- **Task objective**
Take from the data every line in which the word "SigningKey" is found.

Stored data entries
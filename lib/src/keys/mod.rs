// Copyright (c) 2022-2023 The MobileCoin Foundation

//! Key material for the supported signature schemes
//!
//! Provides Base58Check parsing / encoding of secret keys, public keys,
//! addresses and signatures, along with signing and verification using
//! `blake2b-256` message digests as expected by the baking app.

use std::{fmt::Display, str::FromStr};

use blake2::{
    digest::consts::{U20, U32},
    Blake2b, Digest,
};
use ed25519_dalek::{Signer, Verifier};
use k256::ecdsa::signature::hazmat::{PrehashSigner, PrehashVerifier};

use mavryk_apdu::scheme::SigScheme;

mod encoding;
pub use encoding::{decode as b58_decode, Prefix};

mod signature;
pub use signature::Signature;

/// Key parsing and signing errors
#[derive(Debug, thiserror::Error)]
pub enum KeyError {
    #[error("base58 decoding failed: {0}")]
    Base58(#[from] bs58::decode::Error),

    #[error("unknown encoding prefix '{0}'")]
    UnknownPrefix(String),

    #[error("unexpected prefix (expected: {expected}, actual: {actual})")]
    UnexpectedPrefix { expected: Prefix, actual: Prefix },

    #[error("{prefix} key does not match scheme {scheme}")]
    SchemeMismatch { scheme: SigScheme, prefix: Prefix },

    #[error("invalid length (expected: {expected}, actual: {actual})")]
    InvalidLength { expected: usize, actual: usize },

    #[error("invalid key")]
    InvalidKey,

    #[error("invalid public key kind {0:#04x}")]
    InvalidKind(u8),

    #[error("invalid signature")]
    InvalidSignature,

    #[error("invalid signature TLV: {0}")]
    InvalidTlv(&'static str),

    #[error("signature verification failed")]
    Verification,
}

/// Hash a message with blake2b-256
pub fn blake2b_256(message: &[u8]) -> [u8; 32] {
    Blake2b::<U32>::digest(message).into()
}

/// Hash a message with blake2b-160
pub fn blake2b_160(message: &[u8]) -> [u8; 20] {
    Blake2b::<U20>::digest(message).into()
}

/// Secret key for one of the supported curves
#[derive(Clone)]
pub enum SecretKey {
    Ed25519(ed25519_dalek::SigningKey),
    Secp256k1(k256::ecdsa::SigningKey),
    Secp256r1(p256::ecdsa::SigningKey),
}

/// Public key for one of the supported curves
#[derive(Clone, Debug, PartialEq, Eq)]
pub enum PublicKey {
    Ed25519(ed25519_dalek::VerifyingKey),
    Secp256k1(k256::ecdsa::VerifyingKey),
    Secp256r1(p256::ecdsa::VerifyingKey),
}

/// Key material held by an account
///
/// Some accounts only expose their public key, the secret being derived
/// on-device (BIP32-Ed25519).
#[derive(Clone, Debug)]
pub enum AccountKey {
    Secret(SecretKey),
    Public(PublicKey),
}

impl std::fmt::Debug for SecretKey {
    fn fmt(&self, f: &mut std::fmt::Formatter<'_>) -> std::fmt::Result {
        write!(f, "SecretKey({})", self.public_key())
    }
}

impl SecretKey {
    /// Curve family of this key
    pub fn curve(&self) -> SigScheme {
        match self {
            SecretKey::Ed25519(_) => SigScheme::Ed25519,
            SecretKey::Secp256k1(_) => SigScheme::Secp256k1,
            SecretKey::Secp256r1(_) => SigScheme::Secp256r1,
        }
    }

    /// Fetch the matching public key
    pub fn public_key(&self) -> PublicKey {
        match self {
            SecretKey::Ed25519(k) => PublicKey::Ed25519(k.verifying_key()),
            SecretKey::Secp256k1(k) => PublicKey::Secp256k1(*k.verifying_key()),
            SecretKey::Secp256r1(k) => PublicKey::Secp256r1(*k.verifying_key()),
        }
    }

    /// Encode as Base58Check (`edsk`, `spsk`, `p2sk`)
    pub fn to_b58(&self) -> String {
        match self {
            SecretKey::Ed25519(k) => Prefix::Edsk.encode(&k.to_bytes()),
            SecretKey::Secp256k1(k) => Prefix::Spsk.encode(&k.to_bytes()),
            SecretKey::Secp256r1(k) => Prefix::P2sk.encode(&k.to_bytes()),
        }
    }

    /// Sign an already hashed message, returning the raw 64 byte signature
    ///
    /// ECDSA signatures are `r || s` with a low `s` component.
    pub fn sign_prehashed(&self, digest: &[u8]) -> Result<[u8; 64], KeyError> {
        let b = match self {
            SecretKey::Ed25519(k) => k.sign(digest).to_bytes(),
            SecretKey::Secp256k1(k) => {
                let s: k256::ecdsa::Signature =
                    k.sign_prehash(digest).map_err(|_| KeyError::InvalidSignature)?;
                let s = s.normalize_s().unwrap_or(s);
                to_array(&s.to_bytes())?
            }
            SecretKey::Secp256r1(k) => {
                let s: p256::ecdsa::Signature =
                    k.sign_prehash(digest).map_err(|_| KeyError::InvalidSignature)?;
                let s = s.normalize_s().unwrap_or(s);
                to_array(&s.to_bytes())?
            }
        };

        Ok(b)
    }

    /// Hash and sign a message
    pub fn sign(&self, message: &[u8]) -> Result<Signature, KeyError> {
        let b = self.sign_prehashed(&blake2b_256(message))?;
        Ok(Signature::new(Some(self.curve()), b))
    }
}

impl FromStr for SecretKey {
    type Err = KeyError;

    fn from_str(s: &str) -> Result<Self, Self::Err> {
        let (p, d) = b58_decode(s)?;

        let k = match p {
            Prefix::Edsk => SecretKey::Ed25519(ed25519_dalek::SigningKey::from_bytes(
                &to_array(&d)?,
            )),
            Prefix::Spsk => SecretKey::Secp256k1(
                k256::ecdsa::SigningKey::from_slice(&d).map_err(|_| KeyError::InvalidKey)?,
            ),
            Prefix::P2sk => SecretKey::Secp256r1(
                p256::ecdsa::SigningKey::from_slice(&d).map_err(|_| KeyError::InvalidKey)?,
            ),
            _ => return Err(KeyError::UnknownPrefix(p.to_string())),
        };

        Ok(k)
    }
}

impl PublicKey {
    /// Curve family of this key
    pub fn curve(&self) -> SigScheme {
        match self {
            PublicKey::Ed25519(_) => SigScheme::Ed25519,
            PublicKey::Secp256k1(_) => SigScheme::Secp256k1,
            PublicKey::Secp256r1(_) => SigScheme::Secp256r1,
        }
    }

    /// Raw key bytes (32 byte ed25519 key or 33 byte compressed point)
    pub fn to_raw(&self) -> Vec<u8> {
        match self {
            PublicKey::Ed25519(k) => k.to_bytes().to_vec(),
            PublicKey::Secp256k1(k) => k.to_encoded_point(true).as_bytes().to_vec(),
            PublicKey::Secp256r1(k) => k.to_encoded_point(true).as_bytes().to_vec(),
        }
    }

    /// Parse a public key from raw bytes for the provided curve family
    pub fn from_raw(scheme: SigScheme, raw: &[u8]) -> Result<Self, KeyError> {
        let k = match scheme.family() {
            SigScheme::Secp256k1 => PublicKey::Secp256k1(
                k256::ecdsa::VerifyingKey::from_sec1_bytes(raw)
                    .map_err(|_| KeyError::InvalidKey)?,
            ),
            SigScheme::Secp256r1 => PublicKey::Secp256r1(
                p256::ecdsa::VerifyingKey::from_sec1_bytes(raw)
                    .map_err(|_| KeyError::InvalidKey)?,
            ),
            _ => PublicKey::Ed25519(
                ed25519_dalek::VerifyingKey::from_bytes(&to_array(raw)?)
                    .map_err(|_| KeyError::InvalidKey)?,
            ),
        };
        Ok(k)
    }

    /// Parse a public key returned by the device (`kind || pk`)
    ///
    /// Ed25519 keys use kind `0x02` with a 32 byte key, secp256 keys are
    /// uncompressed (`0x04 || x || y`) and are compressed here.
    pub fn from_bytes(data: &[u8], scheme: SigScheme) -> Result<Self, KeyError> {
        let (kind, pk) = match data.split_first() {
            Some((k, pk)) => (*k, pk),
            None => {
                return Err(KeyError::InvalidLength {
                    expected: 1,
                    actual: 0,
                })
            }
        };

        if scheme.is_ed25519() {
            if kind != 0x02 {
                return Err(KeyError::InvalidKind(kind));
            }
            return Self::from_raw(scheme, pk);
        }

        if kind != 0x04 {
            return Err(KeyError::InvalidKind(kind));
        }
        if pk.len() != 64 {
            return Err(KeyError::InvalidLength {
                expected: 64,
                actual: pk.len(),
            });
        }

        let mut compressed = [0u8; 33];
        compressed[0] = if pk[63] & 1 == 1 { 0x03 } else { 0x02 };
        compressed[1..].copy_from_slice(&pk[..32]);

        Self::from_raw(scheme, &compressed)
    }

    /// Public key hash (blake2b-160 of the raw key)
    pub fn hash(&self) -> [u8; 20] {
        blake2b_160(&self.to_raw())
    }

    /// Address for this key (`mv1`, `mv2`, `mv3`)
    pub fn address(&self) -> String {
        let p = match self {
            PublicKey::Ed25519(_) => Prefix::Mv1,
            PublicKey::Secp256k1(_) => Prefix::Mv2,
            PublicKey::Secp256r1(_) => Prefix::Mv3,
        };
        p.encode(&self.hash())
    }

    /// Encode as Base58Check (`edpk`, `sppk`, `p2pk`)
    pub fn to_b58(&self) -> String {
        let p = match self {
            PublicKey::Ed25519(_) => Prefix::Edpk,
            PublicKey::Secp256k1(_) => Prefix::Sppk,
            PublicKey::Secp256r1(_) => Prefix::P2pk,
        };
        p.encode(&self.to_raw())
    }

    /// Verify a raw signature over an already hashed message
    pub fn verify_prehashed(&self, digest: &[u8], sig: &[u8; 64]) -> Result<(), KeyError> {
        match self {
            PublicKey::Ed25519(k) => {
                let s = ed25519_dalek::Signature::from_bytes(sig);
                k.verify(digest, &s).map_err(|_| KeyError::Verification)
            }
            PublicKey::Secp256k1(k) => {
                let s = k256::ecdsa::Signature::from_slice(sig)
                    .map_err(|_| KeyError::InvalidSignature)?;
                let s = s.normalize_s().unwrap_or(s);
                k.verify_prehash(digest, &s)
                    .map_err(|_| KeyError::Verification)
            }
            PublicKey::Secp256r1(k) => {
                let s = p256::ecdsa::Signature::from_slice(sig)
                    .map_err(|_| KeyError::InvalidSignature)?;
                k.verify_prehash(digest, &s)
                    .map_err(|_| KeyError::Verification)
            }
        }
    }

    /// Verify a signature over a message
    pub fn verify(&self, message: &[u8], sig: &Signature) -> Result<(), KeyError> {
        if let Some(c) = sig.curve() {
            if c != self.curve() {
                return Err(KeyError::Verification);
            }
        }
        self.verify_prehashed(&blake2b_256(message), sig.as_bytes())
    }
}

impl FromStr for PublicKey {
    type Err = KeyError;

    fn from_str(s: &str) -> Result<Self, Self::Err> {
        let (p, d) = b58_decode(s)?;

        match p {
            Prefix::Edpk => Self::from_raw(SigScheme::Ed25519, &d),
            Prefix::Sppk => Self::from_raw(SigScheme::Secp256k1, &d),
            Prefix::P2pk => Self::from_raw(SigScheme::Secp256r1, &d),
            _ => Err(KeyError::UnknownPrefix(p.to_string())),
        }
    }
}

impl Display for PublicKey {
    fn fmt(&self, f: &mut std::fmt::Formatter<'_>) -> std::fmt::Result {
        write!(f, "{}", self.to_b58())
    }
}

impl AccountKey {
    /// Parse Base58Check key material, secret or public
    pub fn parse(s: &str) -> Result<Self, KeyError> {
        let (p, _) = b58_decode(s)?;
        match p {
            Prefix::Edsk | Prefix::Spsk | Prefix::P2sk => Ok(Self::Secret(s.parse()?)),
            Prefix::Edpk | Prefix::Sppk | Prefix::P2pk => Ok(Self::Public(s.parse()?)),
            _ => Err(KeyError::UnknownPrefix(p.to_string())),
        }
    }

    /// Encoding prefix of this key material
    pub fn prefix(&self) -> Prefix {
        match self {
            AccountKey::Secret(SecretKey::Ed25519(_)) => Prefix::Edsk,
            AccountKey::Secret(SecretKey::Secp256k1(_)) => Prefix::Spsk,
            AccountKey::Secret(SecretKey::Secp256r1(_)) => Prefix::P2sk,
            AccountKey::Public(PublicKey::Ed25519(_)) => Prefix::Edpk,
            AccountKey::Public(PublicKey::Secp256k1(_)) => Prefix::Sppk,
            AccountKey::Public(PublicKey::Secp256r1(_)) => Prefix::P2pk,
        }
    }

    /// Curve family of this key material
    pub fn curve(&self) -> SigScheme {
        match self {
            AccountKey::Secret(k) => k.curve(),
            AccountKey::Public(k) => k.curve(),
        }
    }

    pub fn public_key(&self) -> PublicKey {
        match self {
            AccountKey::Secret(k) => k.public_key(),
            AccountKey::Public(k) => k.clone(),
        }
    }

    pub fn secret_key(&self) -> Option<&SecretKey> {
        match self {
            AccountKey::Secret(k) => Some(k),
            AccountKey::Public(_) => None,
        }
    }
}

/// Key material is equal when of the same kind and for the same public key
impl PartialEq for AccountKey {
    fn eq(&self, other: &Self) -> bool {
        self.prefix() == other.prefix() && self.public_key() == other.public_key()
    }
}

impl FromStr for AccountKey {
    type Err = KeyError;

    fn from_str(s: &str) -> Result<Self, Self::Err> {
        Self::parse(s)
    }
}

/// Copy a slice into a fixed size array, checking the length
pub(crate) fn to_array<const N: usize>(d: &[u8]) -> Result<[u8; N], KeyError> {
    d.try_into().map_err(|_| KeyError::InvalidLength {
        expected: N,
        actual: d.len(),
    })
}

- **Written solution**
    Ed25519(ed25519_dalek::SigningKey),
    Secp256k1(k256::ecdsa::SigningKey),
    Secp256r1(p256::ecdsa::SigningKey),
            Prefix::Edsk => SecretKey::Ed25519(ed25519_dalek::SigningKey::from_bytes(
                k256::ecdsa::SigningKey::from_slice(&d).map_err(|_| KeyError::InvalidKey)?,
                p256::ecdsa::SigningKey::from_slice(&d).map_err(|_| KeyError::InvalidKey)?,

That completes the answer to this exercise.